● Instructions to follow
Filter the entries below, keeping only lines with the word "rusqlite".

● Raw data
[Start of Attachment]

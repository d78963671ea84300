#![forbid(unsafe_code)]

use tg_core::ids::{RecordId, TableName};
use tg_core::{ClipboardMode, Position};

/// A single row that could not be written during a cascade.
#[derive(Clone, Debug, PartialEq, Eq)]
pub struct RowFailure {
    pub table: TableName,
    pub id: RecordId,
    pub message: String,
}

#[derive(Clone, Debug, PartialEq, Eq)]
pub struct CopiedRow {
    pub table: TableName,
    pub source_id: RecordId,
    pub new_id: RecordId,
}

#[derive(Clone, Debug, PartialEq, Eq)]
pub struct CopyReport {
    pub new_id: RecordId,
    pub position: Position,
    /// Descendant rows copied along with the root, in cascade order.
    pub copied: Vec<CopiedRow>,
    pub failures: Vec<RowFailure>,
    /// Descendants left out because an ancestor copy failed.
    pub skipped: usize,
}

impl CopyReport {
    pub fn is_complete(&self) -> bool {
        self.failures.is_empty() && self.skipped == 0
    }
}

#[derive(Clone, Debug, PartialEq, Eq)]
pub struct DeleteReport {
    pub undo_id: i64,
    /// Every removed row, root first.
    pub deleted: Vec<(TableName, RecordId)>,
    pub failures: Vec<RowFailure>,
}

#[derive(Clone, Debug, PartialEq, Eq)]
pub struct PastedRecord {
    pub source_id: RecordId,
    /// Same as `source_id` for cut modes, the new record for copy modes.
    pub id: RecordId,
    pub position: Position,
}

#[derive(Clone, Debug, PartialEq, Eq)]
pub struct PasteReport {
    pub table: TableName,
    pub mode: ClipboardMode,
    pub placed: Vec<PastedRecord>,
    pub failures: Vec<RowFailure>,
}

[End of Attachment]
[Start of Attachment]

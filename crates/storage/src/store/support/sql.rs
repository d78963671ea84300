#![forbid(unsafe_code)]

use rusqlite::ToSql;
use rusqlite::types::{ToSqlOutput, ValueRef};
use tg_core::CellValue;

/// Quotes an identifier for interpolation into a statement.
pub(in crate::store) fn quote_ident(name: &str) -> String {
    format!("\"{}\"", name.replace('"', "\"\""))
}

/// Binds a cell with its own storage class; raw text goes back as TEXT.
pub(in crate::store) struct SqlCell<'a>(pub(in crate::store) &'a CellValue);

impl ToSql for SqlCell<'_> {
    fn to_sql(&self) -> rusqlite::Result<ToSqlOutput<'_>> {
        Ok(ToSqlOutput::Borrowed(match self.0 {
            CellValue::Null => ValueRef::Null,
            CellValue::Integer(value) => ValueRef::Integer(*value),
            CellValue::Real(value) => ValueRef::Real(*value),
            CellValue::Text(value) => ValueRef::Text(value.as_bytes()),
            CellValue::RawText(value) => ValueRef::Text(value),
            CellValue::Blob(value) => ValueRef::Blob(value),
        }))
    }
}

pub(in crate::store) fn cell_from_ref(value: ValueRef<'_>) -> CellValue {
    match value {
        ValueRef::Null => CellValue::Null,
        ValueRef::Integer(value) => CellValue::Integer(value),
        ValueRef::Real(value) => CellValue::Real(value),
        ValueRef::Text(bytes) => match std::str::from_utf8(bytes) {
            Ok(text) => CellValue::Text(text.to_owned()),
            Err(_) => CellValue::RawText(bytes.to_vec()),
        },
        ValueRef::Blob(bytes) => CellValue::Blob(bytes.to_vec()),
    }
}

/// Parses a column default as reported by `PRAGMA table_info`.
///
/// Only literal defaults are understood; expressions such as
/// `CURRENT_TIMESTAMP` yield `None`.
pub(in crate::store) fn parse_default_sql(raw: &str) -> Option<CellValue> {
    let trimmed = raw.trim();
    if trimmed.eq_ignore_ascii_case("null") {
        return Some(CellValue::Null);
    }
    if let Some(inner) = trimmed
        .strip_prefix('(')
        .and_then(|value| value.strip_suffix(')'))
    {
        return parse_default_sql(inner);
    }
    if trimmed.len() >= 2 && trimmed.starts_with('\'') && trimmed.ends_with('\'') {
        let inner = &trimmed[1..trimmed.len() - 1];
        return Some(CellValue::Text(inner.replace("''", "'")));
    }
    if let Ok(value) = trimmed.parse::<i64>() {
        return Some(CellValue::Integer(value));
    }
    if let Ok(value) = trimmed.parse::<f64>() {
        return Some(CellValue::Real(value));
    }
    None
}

[End of Attachment]

● Task response
use rusqlite::ToSql;
use rusqlite::types::{ToSqlOutput, ValueRef};
    fn to_sql(&self) -> rusqlite::Result<ToSqlOutput<'_>> {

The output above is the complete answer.